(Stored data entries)
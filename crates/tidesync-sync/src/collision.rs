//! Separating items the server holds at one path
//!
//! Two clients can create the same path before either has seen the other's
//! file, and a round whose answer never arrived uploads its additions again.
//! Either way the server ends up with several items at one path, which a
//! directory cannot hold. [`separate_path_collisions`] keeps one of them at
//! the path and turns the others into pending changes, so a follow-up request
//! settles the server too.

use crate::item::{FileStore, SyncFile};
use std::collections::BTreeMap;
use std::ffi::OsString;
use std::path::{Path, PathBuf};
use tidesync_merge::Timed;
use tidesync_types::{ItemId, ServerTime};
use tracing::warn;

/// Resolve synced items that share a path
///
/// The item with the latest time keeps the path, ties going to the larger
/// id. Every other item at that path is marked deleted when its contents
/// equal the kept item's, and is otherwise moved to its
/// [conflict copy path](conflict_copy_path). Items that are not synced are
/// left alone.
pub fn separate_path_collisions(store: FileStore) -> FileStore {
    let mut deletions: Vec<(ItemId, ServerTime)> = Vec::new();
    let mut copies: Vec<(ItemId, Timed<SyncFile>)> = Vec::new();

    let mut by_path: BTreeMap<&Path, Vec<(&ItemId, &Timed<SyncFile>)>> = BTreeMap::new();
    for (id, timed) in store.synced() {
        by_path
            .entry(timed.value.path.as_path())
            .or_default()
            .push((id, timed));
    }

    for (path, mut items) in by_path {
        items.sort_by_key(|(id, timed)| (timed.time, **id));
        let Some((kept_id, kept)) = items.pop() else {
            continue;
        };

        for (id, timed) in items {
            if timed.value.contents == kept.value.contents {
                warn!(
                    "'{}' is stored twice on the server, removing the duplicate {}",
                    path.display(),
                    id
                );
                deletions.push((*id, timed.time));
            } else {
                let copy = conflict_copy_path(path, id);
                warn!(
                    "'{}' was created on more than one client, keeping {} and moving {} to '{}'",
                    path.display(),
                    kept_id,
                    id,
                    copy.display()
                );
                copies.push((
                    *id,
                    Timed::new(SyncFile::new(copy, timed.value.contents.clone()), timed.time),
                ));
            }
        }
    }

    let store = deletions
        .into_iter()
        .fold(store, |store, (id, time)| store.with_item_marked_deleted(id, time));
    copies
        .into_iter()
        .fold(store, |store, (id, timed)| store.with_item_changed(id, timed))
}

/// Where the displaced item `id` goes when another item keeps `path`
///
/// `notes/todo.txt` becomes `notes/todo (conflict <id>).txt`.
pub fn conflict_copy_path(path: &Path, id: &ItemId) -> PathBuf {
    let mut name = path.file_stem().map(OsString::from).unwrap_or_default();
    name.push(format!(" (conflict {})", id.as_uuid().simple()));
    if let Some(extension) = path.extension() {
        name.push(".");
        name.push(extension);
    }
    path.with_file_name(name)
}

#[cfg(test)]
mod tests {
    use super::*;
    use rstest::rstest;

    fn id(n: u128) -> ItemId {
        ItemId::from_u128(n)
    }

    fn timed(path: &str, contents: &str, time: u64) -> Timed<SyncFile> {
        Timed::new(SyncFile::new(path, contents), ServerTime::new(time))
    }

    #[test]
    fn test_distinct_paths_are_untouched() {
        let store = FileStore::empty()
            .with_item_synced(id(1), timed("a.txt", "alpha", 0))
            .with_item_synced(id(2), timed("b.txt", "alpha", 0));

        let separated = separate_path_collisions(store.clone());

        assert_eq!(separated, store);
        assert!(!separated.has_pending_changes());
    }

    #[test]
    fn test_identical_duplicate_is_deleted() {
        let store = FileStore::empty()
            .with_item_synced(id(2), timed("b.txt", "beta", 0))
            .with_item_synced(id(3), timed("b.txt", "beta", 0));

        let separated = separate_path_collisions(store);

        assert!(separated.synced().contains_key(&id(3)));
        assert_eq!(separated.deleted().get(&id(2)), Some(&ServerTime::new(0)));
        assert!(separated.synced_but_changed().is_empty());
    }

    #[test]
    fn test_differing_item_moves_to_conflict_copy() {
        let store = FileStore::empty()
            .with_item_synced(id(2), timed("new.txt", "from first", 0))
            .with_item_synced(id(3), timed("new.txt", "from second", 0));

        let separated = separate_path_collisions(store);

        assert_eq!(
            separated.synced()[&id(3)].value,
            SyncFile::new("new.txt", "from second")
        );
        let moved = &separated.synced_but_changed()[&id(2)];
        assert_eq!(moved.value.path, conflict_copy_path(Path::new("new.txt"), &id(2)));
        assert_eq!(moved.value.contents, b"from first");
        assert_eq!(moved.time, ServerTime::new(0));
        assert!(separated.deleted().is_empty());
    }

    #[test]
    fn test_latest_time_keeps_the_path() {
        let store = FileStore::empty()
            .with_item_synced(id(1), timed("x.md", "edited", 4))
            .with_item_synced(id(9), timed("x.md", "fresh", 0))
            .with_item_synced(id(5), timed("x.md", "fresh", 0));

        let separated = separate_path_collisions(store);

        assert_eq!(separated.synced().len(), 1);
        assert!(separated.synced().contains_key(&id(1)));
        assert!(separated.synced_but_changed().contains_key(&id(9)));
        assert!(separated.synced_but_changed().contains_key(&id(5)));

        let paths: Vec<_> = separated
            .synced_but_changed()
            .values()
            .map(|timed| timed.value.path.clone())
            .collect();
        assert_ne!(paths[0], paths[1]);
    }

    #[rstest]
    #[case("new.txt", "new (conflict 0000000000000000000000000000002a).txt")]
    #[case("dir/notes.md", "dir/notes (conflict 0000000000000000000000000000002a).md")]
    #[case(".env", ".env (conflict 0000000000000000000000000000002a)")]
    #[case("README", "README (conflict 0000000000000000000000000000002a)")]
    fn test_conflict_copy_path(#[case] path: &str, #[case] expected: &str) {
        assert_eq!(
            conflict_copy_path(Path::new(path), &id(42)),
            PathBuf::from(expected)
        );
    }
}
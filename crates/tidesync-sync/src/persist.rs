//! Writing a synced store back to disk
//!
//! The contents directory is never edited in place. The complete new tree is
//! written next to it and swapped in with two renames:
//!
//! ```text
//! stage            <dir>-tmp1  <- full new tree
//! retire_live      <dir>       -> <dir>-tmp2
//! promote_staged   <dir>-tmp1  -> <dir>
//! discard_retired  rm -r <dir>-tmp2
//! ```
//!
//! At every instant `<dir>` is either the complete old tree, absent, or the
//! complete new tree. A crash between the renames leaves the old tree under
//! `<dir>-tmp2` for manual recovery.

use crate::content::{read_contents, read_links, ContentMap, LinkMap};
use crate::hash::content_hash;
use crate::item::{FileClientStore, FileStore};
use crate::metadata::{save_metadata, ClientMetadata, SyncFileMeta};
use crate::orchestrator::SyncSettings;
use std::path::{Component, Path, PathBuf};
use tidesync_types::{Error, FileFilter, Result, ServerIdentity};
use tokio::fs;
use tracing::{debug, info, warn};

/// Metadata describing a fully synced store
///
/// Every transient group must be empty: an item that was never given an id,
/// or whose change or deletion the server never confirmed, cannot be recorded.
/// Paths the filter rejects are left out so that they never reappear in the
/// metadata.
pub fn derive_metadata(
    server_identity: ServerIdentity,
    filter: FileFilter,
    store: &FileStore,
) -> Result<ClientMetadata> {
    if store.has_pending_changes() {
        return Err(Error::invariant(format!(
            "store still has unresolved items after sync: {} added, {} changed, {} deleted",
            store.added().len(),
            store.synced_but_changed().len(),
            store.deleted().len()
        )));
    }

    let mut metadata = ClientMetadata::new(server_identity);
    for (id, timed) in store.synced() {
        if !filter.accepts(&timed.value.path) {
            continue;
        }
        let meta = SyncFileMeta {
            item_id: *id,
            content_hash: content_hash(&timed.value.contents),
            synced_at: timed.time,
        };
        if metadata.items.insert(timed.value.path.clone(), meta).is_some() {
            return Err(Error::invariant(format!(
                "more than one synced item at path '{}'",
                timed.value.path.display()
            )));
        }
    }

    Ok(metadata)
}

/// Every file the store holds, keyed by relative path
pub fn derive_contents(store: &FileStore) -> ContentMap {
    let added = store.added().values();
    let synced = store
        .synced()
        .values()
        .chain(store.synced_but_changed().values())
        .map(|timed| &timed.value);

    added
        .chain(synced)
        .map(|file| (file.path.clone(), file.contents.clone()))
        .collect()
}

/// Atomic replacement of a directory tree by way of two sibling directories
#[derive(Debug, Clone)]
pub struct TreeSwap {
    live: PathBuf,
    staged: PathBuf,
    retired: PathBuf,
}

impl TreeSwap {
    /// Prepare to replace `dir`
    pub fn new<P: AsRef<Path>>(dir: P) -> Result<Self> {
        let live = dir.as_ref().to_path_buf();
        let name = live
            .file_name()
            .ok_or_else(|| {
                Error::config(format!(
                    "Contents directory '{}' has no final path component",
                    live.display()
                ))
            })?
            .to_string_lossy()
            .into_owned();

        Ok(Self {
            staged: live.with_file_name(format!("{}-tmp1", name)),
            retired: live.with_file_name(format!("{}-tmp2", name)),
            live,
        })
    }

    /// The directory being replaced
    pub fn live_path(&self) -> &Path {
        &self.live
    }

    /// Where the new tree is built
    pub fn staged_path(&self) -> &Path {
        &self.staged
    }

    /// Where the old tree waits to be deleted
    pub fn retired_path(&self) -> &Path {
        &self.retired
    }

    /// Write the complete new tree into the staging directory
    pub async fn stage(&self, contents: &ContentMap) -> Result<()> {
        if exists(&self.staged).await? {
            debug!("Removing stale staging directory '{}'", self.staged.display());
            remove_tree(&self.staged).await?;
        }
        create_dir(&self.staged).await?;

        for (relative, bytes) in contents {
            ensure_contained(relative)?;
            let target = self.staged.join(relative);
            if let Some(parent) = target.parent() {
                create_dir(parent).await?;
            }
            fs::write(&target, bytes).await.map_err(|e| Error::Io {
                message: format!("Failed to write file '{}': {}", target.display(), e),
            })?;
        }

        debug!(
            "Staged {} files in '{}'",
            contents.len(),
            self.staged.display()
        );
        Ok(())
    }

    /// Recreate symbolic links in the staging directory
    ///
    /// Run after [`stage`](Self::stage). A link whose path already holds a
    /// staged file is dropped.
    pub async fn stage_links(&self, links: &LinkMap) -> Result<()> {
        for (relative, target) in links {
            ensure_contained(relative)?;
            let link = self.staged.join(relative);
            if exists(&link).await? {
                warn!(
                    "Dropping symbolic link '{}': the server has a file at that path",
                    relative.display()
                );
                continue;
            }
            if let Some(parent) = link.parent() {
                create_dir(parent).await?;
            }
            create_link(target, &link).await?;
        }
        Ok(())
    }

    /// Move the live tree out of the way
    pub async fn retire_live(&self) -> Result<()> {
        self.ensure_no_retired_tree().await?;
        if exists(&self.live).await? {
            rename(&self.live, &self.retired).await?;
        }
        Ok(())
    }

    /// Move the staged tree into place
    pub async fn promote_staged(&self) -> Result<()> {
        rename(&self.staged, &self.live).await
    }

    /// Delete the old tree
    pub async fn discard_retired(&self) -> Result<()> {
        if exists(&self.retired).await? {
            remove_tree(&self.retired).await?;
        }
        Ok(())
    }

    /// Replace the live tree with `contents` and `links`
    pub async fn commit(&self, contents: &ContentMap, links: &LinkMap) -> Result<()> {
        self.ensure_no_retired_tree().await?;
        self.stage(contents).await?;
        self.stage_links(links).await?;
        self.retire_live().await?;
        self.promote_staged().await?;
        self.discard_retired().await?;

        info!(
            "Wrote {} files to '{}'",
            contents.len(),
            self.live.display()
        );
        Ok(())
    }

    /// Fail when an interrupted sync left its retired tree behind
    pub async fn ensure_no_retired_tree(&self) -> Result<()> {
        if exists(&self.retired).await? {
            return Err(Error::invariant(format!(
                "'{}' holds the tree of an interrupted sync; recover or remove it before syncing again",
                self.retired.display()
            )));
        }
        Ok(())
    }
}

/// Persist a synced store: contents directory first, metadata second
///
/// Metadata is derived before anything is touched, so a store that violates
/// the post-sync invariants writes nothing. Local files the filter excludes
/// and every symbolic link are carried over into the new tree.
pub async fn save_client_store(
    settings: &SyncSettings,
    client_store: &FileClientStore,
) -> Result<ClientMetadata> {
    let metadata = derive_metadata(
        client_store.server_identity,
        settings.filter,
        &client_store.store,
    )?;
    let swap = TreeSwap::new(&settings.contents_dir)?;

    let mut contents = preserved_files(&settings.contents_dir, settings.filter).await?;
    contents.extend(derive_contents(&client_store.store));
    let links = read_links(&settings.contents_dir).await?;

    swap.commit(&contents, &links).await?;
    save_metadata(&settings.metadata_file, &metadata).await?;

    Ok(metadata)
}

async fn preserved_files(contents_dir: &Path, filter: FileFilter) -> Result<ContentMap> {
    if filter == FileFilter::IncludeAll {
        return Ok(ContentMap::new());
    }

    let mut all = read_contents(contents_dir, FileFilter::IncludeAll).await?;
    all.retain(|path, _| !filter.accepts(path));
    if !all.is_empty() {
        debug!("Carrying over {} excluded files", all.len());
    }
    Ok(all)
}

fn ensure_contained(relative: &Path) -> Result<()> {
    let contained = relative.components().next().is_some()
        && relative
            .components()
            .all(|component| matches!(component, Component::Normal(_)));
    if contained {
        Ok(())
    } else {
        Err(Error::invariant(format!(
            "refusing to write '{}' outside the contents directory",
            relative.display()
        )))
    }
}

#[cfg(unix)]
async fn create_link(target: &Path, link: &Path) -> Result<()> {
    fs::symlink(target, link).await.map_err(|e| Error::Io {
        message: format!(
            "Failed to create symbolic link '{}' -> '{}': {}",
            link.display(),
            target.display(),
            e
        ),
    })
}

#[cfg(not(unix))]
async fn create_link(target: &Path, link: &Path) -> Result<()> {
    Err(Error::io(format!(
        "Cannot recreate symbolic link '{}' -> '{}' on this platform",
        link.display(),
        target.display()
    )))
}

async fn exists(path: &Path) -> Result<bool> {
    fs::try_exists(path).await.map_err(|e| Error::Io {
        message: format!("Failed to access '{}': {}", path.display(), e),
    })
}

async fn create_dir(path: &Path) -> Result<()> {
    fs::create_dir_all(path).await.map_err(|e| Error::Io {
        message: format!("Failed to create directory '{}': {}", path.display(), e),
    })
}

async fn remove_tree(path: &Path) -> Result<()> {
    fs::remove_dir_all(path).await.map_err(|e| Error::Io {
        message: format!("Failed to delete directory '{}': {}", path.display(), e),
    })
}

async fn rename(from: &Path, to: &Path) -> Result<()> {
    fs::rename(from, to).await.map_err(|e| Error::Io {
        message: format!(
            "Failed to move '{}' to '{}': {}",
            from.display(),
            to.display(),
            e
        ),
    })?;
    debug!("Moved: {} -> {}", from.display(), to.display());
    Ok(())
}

[Required work]: Copy every line of the entries in which "never" can be found.

[Expected output]:
//! file, and a round whose answer never arrived uploads its additions again.
//! The contents directory is never edited in place. The complete new tree is
/// Every transient group must be empty: an item that was never given an id,
/// or whose change or deletion the server never confirmed, cannot be recorded.
/// Paths the filter rejects are left out so that they never reappear in the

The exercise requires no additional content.